Only what runs from the line with "async fn wait_for_termination()" to the final line of the records below should be given again, word for word.

Excerpted records below:

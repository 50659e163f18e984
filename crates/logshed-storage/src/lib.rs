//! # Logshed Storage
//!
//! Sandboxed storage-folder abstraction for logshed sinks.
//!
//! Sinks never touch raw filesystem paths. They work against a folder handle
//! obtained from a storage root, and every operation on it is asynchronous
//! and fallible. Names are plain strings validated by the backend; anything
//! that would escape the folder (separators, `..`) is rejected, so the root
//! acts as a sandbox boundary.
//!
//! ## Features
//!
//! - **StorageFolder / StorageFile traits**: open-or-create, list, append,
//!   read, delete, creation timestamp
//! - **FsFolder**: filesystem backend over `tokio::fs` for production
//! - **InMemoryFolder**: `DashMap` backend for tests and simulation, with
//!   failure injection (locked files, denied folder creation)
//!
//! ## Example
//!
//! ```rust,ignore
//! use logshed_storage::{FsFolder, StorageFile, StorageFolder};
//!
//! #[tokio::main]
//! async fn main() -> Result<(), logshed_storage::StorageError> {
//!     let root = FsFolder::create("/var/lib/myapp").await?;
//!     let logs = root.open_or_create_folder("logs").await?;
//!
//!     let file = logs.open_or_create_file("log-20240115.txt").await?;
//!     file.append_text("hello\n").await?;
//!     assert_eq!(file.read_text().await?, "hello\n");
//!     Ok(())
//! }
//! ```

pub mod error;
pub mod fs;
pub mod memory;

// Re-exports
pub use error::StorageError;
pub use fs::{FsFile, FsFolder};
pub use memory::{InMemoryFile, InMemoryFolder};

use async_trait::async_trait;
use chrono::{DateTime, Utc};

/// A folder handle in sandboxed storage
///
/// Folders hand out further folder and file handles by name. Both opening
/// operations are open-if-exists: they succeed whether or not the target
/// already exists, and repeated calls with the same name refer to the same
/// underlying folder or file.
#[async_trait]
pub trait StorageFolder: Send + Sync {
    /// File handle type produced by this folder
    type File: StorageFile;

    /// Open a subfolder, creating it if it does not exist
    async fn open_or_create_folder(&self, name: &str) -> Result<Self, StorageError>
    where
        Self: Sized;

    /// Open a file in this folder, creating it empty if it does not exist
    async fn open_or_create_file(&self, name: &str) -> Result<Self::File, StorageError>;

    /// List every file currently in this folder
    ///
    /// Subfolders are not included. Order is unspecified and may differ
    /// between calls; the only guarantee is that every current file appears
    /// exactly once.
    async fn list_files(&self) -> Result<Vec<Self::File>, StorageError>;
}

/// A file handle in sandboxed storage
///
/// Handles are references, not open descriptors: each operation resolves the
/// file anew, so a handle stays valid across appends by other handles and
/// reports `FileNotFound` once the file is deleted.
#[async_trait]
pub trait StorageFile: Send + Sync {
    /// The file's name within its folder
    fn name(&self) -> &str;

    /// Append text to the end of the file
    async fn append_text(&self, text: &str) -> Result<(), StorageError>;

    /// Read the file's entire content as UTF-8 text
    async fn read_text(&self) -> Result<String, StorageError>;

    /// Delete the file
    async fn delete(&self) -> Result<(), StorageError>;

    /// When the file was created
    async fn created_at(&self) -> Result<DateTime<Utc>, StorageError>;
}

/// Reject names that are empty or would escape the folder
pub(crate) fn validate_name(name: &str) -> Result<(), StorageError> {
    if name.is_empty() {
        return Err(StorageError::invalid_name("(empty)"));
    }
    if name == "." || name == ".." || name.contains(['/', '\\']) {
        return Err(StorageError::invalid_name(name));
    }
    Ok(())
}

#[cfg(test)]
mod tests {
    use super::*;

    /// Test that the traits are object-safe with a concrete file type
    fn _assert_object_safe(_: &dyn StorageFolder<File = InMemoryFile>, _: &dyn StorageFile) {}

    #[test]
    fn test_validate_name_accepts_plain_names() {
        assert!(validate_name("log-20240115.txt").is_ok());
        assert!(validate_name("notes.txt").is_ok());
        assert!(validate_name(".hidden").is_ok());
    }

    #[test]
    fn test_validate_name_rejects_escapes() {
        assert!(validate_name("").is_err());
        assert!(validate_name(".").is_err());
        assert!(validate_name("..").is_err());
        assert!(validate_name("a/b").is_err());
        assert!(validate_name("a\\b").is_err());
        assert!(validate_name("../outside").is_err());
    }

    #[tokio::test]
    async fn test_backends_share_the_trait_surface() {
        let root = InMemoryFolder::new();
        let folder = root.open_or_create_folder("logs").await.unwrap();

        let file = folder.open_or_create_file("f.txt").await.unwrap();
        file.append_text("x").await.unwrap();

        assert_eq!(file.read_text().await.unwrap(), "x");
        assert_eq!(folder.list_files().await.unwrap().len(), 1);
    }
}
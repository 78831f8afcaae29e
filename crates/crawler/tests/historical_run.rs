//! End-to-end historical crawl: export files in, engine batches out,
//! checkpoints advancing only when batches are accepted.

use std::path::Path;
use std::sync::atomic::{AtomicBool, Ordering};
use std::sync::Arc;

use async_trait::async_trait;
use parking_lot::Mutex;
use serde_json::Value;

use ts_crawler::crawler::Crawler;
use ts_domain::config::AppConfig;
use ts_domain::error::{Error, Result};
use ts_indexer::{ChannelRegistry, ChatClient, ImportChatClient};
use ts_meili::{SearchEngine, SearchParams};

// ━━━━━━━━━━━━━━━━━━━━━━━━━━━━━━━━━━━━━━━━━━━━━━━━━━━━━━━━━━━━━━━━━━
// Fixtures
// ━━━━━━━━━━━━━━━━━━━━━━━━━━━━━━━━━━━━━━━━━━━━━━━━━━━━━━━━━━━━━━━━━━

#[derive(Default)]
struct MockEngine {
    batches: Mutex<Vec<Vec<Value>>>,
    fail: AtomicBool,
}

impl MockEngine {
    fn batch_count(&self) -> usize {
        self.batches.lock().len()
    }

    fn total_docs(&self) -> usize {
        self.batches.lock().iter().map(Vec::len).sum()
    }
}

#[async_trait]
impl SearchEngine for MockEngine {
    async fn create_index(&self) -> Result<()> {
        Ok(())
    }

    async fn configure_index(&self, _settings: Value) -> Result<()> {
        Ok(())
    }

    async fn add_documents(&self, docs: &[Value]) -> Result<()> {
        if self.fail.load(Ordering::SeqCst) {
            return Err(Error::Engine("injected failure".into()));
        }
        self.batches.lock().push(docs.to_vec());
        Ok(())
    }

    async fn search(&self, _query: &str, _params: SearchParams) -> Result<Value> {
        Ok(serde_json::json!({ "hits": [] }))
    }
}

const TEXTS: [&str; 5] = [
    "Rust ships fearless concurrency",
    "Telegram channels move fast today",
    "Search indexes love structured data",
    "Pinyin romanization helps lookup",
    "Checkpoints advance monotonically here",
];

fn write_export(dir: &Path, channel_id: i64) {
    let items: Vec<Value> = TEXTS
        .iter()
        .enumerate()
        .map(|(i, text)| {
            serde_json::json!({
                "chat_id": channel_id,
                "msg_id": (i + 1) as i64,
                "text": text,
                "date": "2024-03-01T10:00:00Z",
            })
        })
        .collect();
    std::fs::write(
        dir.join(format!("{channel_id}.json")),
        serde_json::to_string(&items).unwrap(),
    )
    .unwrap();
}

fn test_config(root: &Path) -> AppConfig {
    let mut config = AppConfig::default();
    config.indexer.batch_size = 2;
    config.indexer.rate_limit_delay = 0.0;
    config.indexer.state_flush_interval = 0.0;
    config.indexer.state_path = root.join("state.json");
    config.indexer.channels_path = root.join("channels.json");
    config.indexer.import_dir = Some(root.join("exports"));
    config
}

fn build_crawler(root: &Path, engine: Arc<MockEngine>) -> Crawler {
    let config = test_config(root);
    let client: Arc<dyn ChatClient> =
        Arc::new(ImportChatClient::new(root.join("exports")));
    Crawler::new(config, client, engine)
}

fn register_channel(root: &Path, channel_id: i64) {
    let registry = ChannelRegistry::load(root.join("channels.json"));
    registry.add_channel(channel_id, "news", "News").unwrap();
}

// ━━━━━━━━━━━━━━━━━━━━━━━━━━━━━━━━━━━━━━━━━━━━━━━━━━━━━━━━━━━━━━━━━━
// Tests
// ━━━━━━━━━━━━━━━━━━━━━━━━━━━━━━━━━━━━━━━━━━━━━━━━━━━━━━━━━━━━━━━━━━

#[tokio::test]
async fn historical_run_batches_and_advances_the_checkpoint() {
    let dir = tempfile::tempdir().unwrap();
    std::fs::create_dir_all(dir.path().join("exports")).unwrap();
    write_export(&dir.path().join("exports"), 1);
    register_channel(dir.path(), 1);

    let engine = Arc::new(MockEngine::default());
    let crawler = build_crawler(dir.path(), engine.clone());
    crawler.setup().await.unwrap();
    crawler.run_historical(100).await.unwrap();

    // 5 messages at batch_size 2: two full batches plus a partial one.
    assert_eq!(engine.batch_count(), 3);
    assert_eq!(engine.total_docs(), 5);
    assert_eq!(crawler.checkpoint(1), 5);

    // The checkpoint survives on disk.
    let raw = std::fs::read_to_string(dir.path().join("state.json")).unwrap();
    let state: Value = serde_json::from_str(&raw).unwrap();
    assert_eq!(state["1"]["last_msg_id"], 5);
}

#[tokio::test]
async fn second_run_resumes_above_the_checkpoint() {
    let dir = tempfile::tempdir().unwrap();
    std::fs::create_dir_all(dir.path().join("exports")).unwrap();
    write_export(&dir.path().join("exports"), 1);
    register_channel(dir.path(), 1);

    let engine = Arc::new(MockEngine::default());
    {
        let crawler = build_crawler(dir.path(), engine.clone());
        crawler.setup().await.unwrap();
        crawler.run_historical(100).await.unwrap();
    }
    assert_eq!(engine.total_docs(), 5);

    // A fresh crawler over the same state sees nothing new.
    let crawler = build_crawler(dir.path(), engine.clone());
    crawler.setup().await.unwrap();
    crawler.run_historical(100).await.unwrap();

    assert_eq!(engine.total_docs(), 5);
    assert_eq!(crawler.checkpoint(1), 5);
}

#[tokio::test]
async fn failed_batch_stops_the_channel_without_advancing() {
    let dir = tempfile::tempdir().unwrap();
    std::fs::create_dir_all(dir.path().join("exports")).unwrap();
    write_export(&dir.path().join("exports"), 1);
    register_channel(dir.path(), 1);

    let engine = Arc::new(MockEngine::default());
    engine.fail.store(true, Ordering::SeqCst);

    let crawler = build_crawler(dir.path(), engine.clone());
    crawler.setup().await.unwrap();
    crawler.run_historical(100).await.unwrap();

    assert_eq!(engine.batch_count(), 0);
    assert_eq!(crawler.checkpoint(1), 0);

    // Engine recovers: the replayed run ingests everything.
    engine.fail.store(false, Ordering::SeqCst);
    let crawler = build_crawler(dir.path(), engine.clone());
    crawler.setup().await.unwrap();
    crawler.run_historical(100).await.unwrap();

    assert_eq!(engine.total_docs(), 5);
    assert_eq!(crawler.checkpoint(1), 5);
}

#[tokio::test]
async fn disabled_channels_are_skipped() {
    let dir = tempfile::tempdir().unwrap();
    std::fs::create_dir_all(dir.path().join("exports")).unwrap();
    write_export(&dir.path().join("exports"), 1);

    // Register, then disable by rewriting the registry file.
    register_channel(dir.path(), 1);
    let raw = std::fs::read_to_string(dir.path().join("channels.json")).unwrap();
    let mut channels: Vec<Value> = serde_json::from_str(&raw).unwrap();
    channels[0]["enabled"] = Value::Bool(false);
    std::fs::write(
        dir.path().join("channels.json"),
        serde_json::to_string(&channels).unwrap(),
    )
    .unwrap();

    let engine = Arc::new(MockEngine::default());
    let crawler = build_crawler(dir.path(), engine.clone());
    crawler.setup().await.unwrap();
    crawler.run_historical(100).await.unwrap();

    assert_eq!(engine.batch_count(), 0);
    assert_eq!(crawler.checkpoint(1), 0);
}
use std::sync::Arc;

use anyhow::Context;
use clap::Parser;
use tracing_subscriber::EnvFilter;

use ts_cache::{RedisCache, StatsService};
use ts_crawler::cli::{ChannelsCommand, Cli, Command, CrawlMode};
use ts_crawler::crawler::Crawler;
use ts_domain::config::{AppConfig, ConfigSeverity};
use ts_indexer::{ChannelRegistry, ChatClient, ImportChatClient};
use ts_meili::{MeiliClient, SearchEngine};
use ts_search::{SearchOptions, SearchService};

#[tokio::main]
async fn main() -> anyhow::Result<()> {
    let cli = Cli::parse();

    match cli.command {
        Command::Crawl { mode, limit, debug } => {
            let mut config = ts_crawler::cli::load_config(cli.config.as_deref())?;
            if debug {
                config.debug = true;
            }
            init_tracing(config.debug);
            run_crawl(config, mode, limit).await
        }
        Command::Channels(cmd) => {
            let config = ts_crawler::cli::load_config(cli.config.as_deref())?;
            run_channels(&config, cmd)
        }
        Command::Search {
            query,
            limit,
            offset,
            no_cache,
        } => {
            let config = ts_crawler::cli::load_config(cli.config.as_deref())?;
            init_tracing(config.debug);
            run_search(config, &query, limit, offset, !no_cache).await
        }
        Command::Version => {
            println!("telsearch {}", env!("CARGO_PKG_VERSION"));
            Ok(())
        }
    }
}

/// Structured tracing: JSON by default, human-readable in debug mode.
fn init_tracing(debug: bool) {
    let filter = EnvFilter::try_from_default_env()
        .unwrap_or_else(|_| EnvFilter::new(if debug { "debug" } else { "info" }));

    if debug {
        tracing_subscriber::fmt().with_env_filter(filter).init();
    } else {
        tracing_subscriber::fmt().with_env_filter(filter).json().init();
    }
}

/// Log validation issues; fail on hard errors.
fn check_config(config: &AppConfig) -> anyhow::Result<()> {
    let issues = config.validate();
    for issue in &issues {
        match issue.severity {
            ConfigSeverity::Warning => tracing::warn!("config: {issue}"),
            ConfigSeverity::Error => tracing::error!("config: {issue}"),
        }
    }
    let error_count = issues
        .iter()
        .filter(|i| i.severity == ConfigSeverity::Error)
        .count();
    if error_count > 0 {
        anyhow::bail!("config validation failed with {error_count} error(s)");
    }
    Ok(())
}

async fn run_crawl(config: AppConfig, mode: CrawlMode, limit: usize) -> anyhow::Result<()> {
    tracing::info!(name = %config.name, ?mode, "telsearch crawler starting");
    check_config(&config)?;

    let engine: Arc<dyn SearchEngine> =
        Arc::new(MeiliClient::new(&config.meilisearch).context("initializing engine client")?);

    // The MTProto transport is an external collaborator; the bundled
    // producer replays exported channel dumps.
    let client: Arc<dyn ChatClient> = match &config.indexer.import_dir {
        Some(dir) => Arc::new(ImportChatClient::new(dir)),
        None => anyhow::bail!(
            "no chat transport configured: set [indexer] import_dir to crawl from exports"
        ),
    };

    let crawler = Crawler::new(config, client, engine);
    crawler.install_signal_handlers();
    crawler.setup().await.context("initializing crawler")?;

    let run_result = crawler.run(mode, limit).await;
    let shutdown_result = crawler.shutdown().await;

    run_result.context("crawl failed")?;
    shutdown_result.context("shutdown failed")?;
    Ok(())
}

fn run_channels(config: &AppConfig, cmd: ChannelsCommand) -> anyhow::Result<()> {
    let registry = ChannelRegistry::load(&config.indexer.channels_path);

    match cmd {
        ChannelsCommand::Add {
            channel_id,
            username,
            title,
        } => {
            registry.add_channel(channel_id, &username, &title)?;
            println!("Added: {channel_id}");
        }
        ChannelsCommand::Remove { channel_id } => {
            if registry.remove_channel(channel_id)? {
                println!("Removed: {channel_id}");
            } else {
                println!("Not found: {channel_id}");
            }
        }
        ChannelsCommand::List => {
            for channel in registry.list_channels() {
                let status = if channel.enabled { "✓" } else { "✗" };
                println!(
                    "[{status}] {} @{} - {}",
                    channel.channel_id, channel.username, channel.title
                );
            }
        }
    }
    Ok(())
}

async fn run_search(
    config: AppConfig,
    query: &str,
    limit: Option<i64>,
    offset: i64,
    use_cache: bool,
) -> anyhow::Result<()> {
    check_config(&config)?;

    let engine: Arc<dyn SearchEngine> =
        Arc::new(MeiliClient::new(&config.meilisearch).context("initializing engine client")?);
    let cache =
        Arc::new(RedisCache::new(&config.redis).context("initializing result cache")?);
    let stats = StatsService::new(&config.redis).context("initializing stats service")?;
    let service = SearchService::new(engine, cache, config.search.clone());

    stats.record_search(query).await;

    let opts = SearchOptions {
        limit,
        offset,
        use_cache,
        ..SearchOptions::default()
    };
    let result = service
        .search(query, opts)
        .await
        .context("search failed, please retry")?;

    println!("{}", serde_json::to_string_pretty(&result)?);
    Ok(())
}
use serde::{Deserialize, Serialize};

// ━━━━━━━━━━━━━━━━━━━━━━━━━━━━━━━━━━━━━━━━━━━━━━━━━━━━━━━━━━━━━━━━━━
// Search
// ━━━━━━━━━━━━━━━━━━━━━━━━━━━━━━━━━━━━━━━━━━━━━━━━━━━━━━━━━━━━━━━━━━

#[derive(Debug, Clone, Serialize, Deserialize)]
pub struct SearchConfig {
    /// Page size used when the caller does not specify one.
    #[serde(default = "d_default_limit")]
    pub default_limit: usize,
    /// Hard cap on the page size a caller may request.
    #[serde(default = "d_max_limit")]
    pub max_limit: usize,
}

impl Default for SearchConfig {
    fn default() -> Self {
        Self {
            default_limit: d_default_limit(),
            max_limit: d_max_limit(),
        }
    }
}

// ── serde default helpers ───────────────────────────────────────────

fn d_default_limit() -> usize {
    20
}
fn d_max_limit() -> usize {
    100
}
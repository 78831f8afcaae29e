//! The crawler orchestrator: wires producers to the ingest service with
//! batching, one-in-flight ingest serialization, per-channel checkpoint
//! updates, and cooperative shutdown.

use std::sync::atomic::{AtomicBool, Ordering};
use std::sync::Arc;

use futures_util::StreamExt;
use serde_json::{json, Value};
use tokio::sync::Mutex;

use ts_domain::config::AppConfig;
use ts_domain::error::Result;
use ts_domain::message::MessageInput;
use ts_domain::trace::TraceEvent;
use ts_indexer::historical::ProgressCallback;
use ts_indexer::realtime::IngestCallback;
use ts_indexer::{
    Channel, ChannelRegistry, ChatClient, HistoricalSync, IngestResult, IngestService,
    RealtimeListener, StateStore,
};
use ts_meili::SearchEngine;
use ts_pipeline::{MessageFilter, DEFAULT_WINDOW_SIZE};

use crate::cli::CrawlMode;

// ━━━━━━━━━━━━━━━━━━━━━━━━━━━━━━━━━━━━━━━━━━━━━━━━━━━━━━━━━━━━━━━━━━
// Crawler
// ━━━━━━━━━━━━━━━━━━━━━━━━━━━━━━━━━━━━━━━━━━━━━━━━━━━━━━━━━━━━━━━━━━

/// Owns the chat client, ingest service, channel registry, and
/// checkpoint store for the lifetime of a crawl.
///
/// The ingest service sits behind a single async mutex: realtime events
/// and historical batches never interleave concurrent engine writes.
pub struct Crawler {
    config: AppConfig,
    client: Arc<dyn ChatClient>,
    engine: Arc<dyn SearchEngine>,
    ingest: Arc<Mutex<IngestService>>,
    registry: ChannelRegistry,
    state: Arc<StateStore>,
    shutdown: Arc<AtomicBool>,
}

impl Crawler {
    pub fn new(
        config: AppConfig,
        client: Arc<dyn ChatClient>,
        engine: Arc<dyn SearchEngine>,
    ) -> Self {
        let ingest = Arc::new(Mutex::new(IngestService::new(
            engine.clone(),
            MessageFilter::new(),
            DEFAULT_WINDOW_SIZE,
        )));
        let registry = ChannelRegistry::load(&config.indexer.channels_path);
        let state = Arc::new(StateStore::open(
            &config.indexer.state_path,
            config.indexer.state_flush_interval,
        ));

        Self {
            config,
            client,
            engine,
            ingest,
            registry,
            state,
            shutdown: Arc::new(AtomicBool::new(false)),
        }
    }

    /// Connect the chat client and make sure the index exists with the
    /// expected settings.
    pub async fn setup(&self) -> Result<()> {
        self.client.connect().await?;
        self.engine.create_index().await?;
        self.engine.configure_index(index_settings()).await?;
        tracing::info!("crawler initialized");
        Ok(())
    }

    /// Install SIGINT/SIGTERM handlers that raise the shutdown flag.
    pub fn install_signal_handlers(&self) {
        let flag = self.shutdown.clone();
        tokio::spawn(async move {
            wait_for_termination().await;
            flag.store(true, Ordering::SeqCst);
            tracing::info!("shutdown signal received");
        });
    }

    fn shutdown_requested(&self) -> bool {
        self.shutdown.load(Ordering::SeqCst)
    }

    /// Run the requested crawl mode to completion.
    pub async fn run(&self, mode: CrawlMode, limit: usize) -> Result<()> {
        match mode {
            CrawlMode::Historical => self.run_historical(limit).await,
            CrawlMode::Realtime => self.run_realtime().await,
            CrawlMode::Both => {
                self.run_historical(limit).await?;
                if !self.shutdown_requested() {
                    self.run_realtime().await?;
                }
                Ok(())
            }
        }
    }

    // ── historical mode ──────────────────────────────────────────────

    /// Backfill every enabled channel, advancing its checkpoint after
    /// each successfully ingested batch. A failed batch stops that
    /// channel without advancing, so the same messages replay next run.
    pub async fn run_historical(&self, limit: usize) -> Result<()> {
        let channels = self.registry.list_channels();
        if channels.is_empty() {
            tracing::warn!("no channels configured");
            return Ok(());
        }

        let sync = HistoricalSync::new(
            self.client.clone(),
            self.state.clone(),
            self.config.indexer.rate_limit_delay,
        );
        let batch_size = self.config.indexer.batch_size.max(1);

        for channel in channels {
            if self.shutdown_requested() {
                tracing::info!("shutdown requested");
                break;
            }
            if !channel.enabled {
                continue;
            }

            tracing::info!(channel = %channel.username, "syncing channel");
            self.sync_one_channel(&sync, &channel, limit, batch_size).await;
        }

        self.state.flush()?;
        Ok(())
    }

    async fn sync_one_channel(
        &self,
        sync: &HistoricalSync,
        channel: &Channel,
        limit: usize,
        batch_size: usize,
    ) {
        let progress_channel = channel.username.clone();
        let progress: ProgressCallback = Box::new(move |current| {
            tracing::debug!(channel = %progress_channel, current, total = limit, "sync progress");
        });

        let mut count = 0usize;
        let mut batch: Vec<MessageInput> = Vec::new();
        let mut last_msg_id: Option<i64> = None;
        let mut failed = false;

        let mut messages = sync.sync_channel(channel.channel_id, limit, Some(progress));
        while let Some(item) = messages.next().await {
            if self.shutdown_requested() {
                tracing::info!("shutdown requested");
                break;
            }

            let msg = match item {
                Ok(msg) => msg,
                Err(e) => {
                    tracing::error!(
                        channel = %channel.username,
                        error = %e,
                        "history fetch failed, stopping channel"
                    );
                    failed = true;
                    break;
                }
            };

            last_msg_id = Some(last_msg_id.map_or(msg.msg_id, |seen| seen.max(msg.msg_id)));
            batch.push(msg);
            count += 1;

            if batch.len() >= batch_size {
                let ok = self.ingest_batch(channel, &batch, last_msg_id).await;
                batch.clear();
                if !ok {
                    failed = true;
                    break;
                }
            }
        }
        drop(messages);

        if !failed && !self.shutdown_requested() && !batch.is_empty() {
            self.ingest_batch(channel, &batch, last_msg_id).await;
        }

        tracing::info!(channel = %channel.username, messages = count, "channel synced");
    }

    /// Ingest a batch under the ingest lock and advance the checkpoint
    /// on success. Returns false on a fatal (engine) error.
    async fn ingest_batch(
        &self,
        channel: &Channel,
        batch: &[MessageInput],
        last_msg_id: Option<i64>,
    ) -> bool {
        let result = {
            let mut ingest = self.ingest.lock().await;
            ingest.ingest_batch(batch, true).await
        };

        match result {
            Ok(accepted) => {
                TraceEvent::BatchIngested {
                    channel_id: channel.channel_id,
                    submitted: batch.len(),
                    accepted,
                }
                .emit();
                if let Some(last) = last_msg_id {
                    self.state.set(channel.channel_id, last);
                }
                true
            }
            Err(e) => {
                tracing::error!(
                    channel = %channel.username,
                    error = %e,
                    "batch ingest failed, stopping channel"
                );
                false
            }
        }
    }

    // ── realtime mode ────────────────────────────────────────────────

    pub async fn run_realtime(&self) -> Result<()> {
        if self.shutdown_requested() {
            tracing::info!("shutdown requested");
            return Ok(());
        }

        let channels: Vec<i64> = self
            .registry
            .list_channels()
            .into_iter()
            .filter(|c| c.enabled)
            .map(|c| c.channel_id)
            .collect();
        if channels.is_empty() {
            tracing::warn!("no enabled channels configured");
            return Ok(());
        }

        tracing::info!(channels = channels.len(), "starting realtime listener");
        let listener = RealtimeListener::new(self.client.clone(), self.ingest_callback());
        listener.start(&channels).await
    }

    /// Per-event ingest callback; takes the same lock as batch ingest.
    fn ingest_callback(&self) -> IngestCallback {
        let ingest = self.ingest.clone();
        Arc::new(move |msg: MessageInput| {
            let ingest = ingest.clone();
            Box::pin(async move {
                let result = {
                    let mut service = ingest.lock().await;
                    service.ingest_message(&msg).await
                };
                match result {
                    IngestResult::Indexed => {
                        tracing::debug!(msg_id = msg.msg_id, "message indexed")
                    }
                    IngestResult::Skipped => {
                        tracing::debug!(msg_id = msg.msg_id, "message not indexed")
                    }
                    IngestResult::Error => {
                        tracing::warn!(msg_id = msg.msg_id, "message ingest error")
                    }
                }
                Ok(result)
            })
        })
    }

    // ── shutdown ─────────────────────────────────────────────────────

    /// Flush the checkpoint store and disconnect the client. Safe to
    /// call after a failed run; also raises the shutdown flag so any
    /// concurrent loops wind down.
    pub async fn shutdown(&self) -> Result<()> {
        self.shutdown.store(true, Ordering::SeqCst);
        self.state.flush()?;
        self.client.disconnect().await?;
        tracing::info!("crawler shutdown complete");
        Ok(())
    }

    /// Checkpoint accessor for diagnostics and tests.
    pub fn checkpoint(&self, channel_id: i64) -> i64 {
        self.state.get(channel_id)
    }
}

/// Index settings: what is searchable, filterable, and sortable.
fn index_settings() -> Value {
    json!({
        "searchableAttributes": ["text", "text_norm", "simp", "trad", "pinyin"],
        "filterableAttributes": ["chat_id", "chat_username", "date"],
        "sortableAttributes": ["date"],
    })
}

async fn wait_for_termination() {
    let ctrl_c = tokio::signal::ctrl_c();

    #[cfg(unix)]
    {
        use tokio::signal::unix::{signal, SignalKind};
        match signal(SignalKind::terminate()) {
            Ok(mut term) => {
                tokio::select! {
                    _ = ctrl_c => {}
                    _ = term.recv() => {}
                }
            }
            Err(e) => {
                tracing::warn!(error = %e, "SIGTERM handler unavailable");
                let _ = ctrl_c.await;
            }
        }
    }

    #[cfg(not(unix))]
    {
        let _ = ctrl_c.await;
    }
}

End of Excerpted records.

Exercise output
async fn wait_for_termination() {
    let ctrl_c = tokio::signal::ctrl_c();

    #[cfg(unix)]
    {
        use tokio::signal::unix::{signal, SignalKind};
        match signal(SignalKind::terminate()) {
            Ok(mut term) => {
                tokio::select! {
                    _ = ctrl_c => {}
                    _ = term.recv() => {}
                }
            }
            Err(e) => {
                tracing::warn!(error = %e, "SIGTERM handler unavailable");
                let _ = ctrl_c.await;
            }
        }
    }

    #[cfg(not(unix))]
    {
        let _ = ctrl_c.await;
    }
}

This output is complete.